Dead birds, drugs and sand pits: how musicians get in the zone

Buckethead holding a chicken
(Image credit: aluxum / Tim Mosenfelder / Getty Images)

Some albums sound so perfect, so fully-realised and vital that they seem to have been beamed down from somewhere way up on high. How many times has a performance stopped you in your tracks? 

But even the world’s biggest artists need the right conditions to capture that perfect take on tape. We take a look at the ridiculous lengths these musicians have gone to in order to get in the zone and create magic in the studio.

10. David Gilmour’s houseboat

Many artists build a home studio so they can do things at their own pace, on their own terms, in an environment that’s comfortable to them. But Peter Gabriel proved just a little too relaxed in his man cave during the making of his multi-platinum album, So. Fed up with endless procrastination, producer Daniel Lanois supposedly nailed the studio door shut, refusing to let Gabriel out until he’d finished writing the lyrics. Whether or not Lanois used a sledgehammer to do the deed remains unconfirmed. 

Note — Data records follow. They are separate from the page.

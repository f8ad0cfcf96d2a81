//! Daemon assembly: open the store, acquire the instance lock, start every
//! worker, and supervise shutdown.

use std::sync::Arc;

use anyhow::Context;

use hb_store::Store;

use crate::paths::DataDir;
use crate::pid;
use crate::runtime::{materializer, scheduler};
use crate::state::AppState;

/// Run the daemon until a shutdown signal (SIGINT/SIGTERM or `daemon.stop`).
pub async fn run(data_dir: DataDir) -> anyhow::Result<()> {
    data_dir.ensure_layout().context("creating data directory layout")?;

    // ── Single-instance lock ─────────────────────────────────────────
    let pid_path = data_dir.pid_path();
    let pid_handle = pid::write_pid_file(&pid_path)?;

    // ── Store (schema gate + stale-run reconciliation happen on open) ─
    let store = Arc::new(
        Store::open(&data_dir.db_path())
            .map_err(|e| anyhow::anyhow!("opening store: {e}"))?,
    );
    tracing::info!(path = %data_dir.db_path().display(), "store ready");

    let state = AppState::new(store, data_dir.clone(), AppState::default_drivers());

    // ── Workers ──────────────────────────────────────────────────────
    let scheduler_task = scheduler::spawn(state.clone());
    let materializer_task = materializer::spawn(state.clone());
    let rpc_task = crate::rpc::spawn(state.clone(), &data_dir.socket_path())
        .context("starting RPC server")?;

    // Startup recovery: wake every agent that already has due work.
    scheduler::drain_due(&state).await;

    tracing::info!(data_dir = %data_dir.root().display(), "hibossd running");

    // ── Await shutdown ───────────────────────────────────────────────
    wait_for_shutdown(&state).await;
    state.shutdown.cancel();

    // Give workers a moment to wind down (provider children receive their
    // signals through cancellation of the shared token).
    let drain = async {
        let _ = rpc_task.await;
        let _ = scheduler_task.await;
        let _ = materializer_task.await;
    };
    if tokio::time::timeout(std::time::Duration::from_secs(10), drain)
        .await
        .is_err()
    {
        tracing::warn!("workers did not stop within the grace period");
    }

    let _ = std::fs::remove_file(data_dir.socket_path());
    pid::remove_pid_file(&pid_path, pid_handle);
    tracing::info!("hibossd stopped");
    Ok(())
}

async fn wait_for_shutdown(state: &AppState) {
    let ctrl_c = tokio::signal::ctrl_c();
    #[cfg(unix)]
    {
        let mut sigterm = match tokio::signal::unix::signal(tokio::signal::unix::SignalKind::terminate()) {
            Ok(sig) => sig,
            Err(e) => {
                tracing::warn!(error = %e, "failed to install SIGTERM handler");
                tokio::select! {
                    _ = ctrl_c => tracing::info!("SIGINT received"),
                    () = state.shutdown.cancelled() => {}
                }
                return;
            }
        };
        tokio::select! {
            _ = ctrl_c => tracing::info!("SIGINT received"),
            _ = sigterm.recv() => tracing::info!("SIGTERM received"),
            () = state.shutdown.cancelled() => {}
        }
    }
    #[cfg(not(unix))]
    {
        tokio::select! {
            _ = ctrl_c => tracing::info!("interrupt received"),
            () = state.shutdown.cancelled() => {}
        }
    }
}
//! Shared daemon state passed to every subsystem.

use std::sync::Arc;

use chrono_tz::Tz;
use tokio::sync::Notify;
use tokio_util::sync::CancellationToken;

use hb_domain::agent::Provider;
use hb_domain::time::{parse_tz, TimestampMs};
use hb_providers::ProviderDriver;
use hb_store::Store;

use crate::paths::DataDir;
use crate::runtime::bridge::Bridge;
use crate::runtime::executor::ExecutorMap;

/// Constructs the driver for a provider; swapped for a mock in tests.
pub type DriverFactory = dyn Fn(Provider) -> Box<dyn ProviderDriver> + Send + Sync;

/// Shared application state. Cheap to clone; every field is a handle.
#[derive(Clone)]
pub struct AppState {
    pub store: Arc<Store>,
    pub data_dir: Arc<DataDir>,
    pub bridge: Arc<Bridge>,
    pub executors: Arc<ExecutorMap>,
    /// Poke to re-aim the scheduler's wake timer.
    pub scheduler: Arc<Notify>,
    /// Poke to re-evaluate cron schedules.
    pub materializer: Arc<Notify>,
    pub drivers: Arc<DriverFactory>,
    pub shutdown: CancellationToken,
    pub started_at: TimestampMs,
}

impl AppState {
    pub fn new(store: Arc<Store>, data_dir: DataDir, drivers: Arc<DriverFactory>) -> Self {
        AppState {
            store,
            data_dir: Arc::new(data_dir),
            bridge: Arc::new(Bridge::new()),
            executors: Arc::new(ExecutorMap::new()),
            scheduler: Arc::new(Notify::new()),
            materializer: Arc::new(Notify::new()),
            drivers,
            shutdown: CancellationToken::new(),
            started_at: hb_domain::time::now_ms(),
        }
    }

    /// Default factory spawning the real provider CLIs.
    pub fn default_drivers() -> Arc<DriverFactory> {
        Arc::new(hb_providers::driver_for)
    }

    /// The configured boss timezone, UTC when unset.
    pub fn boss_timezone(&self) -> Tz {
        self.store
            .get_config(hb_store::config_keys::BOSS_TIMEZONE)
            .ok()
            .flatten()
            .as_deref()
            .map(parse_tz)
            .unwrap_or(chrono_tz::UTC)
    }

    pub fn boss_name(&self) -> String {
        self.store
            .get_config(hb_store::config_keys::BOSS_NAME)
            .ok()
            .flatten()
            .unwrap_or_else(|| "boss".to_string())
    }
}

But the ultimate home studio award has to go to Pink Floyd’s chief noodler, David Gilmour, who bought a beautiful houseboat – originally built for slap-stick music hall entertainer Fred Karso in 1911 – and crammed it with gear. 

Bored of soulless, windowless studios, Gilmour saw an advert for the boat, Astoria, during a trip to the dentist in 1986 and set about creating the perfect recording environment. The deck can supposedly accommodate a 90-piece orchestra, while offering stunning views of the Thames. Gilmour has recorded several solo and Pink Floyd albums here, including, rather appropriately, Endless River.

9. Clown’s dead bird in a jar

Slipknot’s Corey Taylor recently went on record to dispel the myth that you have to be ‘loaded’ to create good art, speaking candidly about his own battles with addiction and dependency, including his former insistence on a Jack and Coke before delivering a live performance. 

Taylor concedes that chemicals and alcohol have only ever stunted his creativity or damaged his voice. His bandmate, Shawn Crahan (aka Clown), has found another method for fuelling the imagination: keeping a dead bird in a jar, which often made an appearance at early shows. 

The band admitted to inhaling the noxious fumes from the jar, just to see ‘what death tastes like’. Lo and behold, it turns out that death tastes pretty disgusting, leading them to vomit in their masks as a result. The price we pay for art.

8. Talk Talk’s atmospherics

When Talk Talk’s reclusive frontman Mark Hollis sadly departed earlier this year, what particularly resonated the most wasn’t an outpouring of grief from the public, but rather a torrent of admiration from the many musicians whom he had inspired. In particular, they waxed lyrical on his integrity and commitment to creating pure art.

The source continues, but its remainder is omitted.